On 18 October 1926, Queen Marie of Romania arrived in New York City to cheering crowds and a ticker tape parade. She had come at the behest of her American friends, businessman Sam Hill and modern dancer Loie Fuller. Hill wanted her to speak at the dedication of his new museum, the Maryhill Museum of Art in Washington State. Marie was accompanied by her two youngest children, Nicolas and Ileana.
Marie visited many cities in the United States and Canada, with some events being particularly notable. Her visit with President and Mrs Coolidge was awkward as the reserved president was not overly fond of the flamboyant foreigner. In South Dakota, Marie was inducted into the Sioux tribe and given the title of “War Woman” in honour of her role in World War I and the name “The Woman Who Was Waited For.” In Chicago, the press and members of the public mobbed Marie twice on the same day: the first time in a Marshall Field’s department store and the second time at a jewellery store. The dedication of Maryhill took place on 3 November, which Marie carried off admirably with a speech, though she had to hide her surprise and embarrassment as Hill had not informed her that the museum was not finished being built.
Marie was one of the first royals to truly become a modern celebrity, as evidenced by the cheering crowds that appeared everywhere she went. In her journal she wrote, “I cannot describe in detail the degree of honour paid me everywhere. I can only say it is incomparably bigger than any I have received elsewhere. The American[s] have made a sort of hero out of me in their hearts & minds, and I am received as such by a nation of hero-worshippers. I am astounded & often feel humble before the degree of virtues they believe I have & love to honour.”

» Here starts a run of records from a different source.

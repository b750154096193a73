//! Facade crate for the map story boundary engine.
//!
//! This crate re-exports the core resolution types so hosts can depend on a
//! single crate. Network fetching lives in `mapstory-data`.

#![forbid(unsafe_code)]

pub use mapstory_core::{
    AdminLevel, AttemptOutcome, AttemptRecord, BoundaryDataset, BoundaryFetcher,
    BoundaryResolver, BoundarySource, FetchError, Provenance, Region, RegionQuery,
    RegionTargets, Resolution, ResolutionDiagnostics, ResolvedBoundary, SourceCatalog,
    SourceId, StyleIntent, TrustTier,
};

There are many reasons why Americans were so fascinated by Marie. In addition to the general American interest in royalty, the granddaughter of Queen Victoria and Queen of a country considered exotic by many Americans, had also made a name for herself. Her heroic actions as a nurse during World War I, her participation in the Paris Peace Talks, and her published books and articles all made her particularly fascinating. Marie’s dynamic personality and willingness to engage with people of all backgrounds also made her popular.

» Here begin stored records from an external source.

//! Turn boundary sources into parsed datasets.
//!
//! The [`BoundaryFetcher`] trait abstracts retrieval of a single
//! [`BoundarySource`](crate::BoundarySource). Callers hand over one source at
//! a time and receive a [`BoundaryDataset`](crate::BoundaryDataset) or a
//! [`FetchError`] describing why the source could not be used.
//!
//! Every error variant is recoverable from the resolver's point of view: the
//! next source in the chain is attempted.

mod error;
mod fetcher;

pub use error::FetchError;
pub use fetcher::BoundaryFetcher;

Unfortunately, Marie’s tour was cut short when she received news on 17 November that her husband King Ferdinand was in ill-health. She returned to Europe on 24 November. Marie, who died in 1938, would never again visit North America, but her daughter Ileana spent most of the last forty years of her life in the United States, where she founded the Orthodox Monastery of the Transfiguration in 1967.
An account of Marie’s trip, On Tour with Queen Marie, was published in March 1927 by her American hostess, Constance Lily Morris.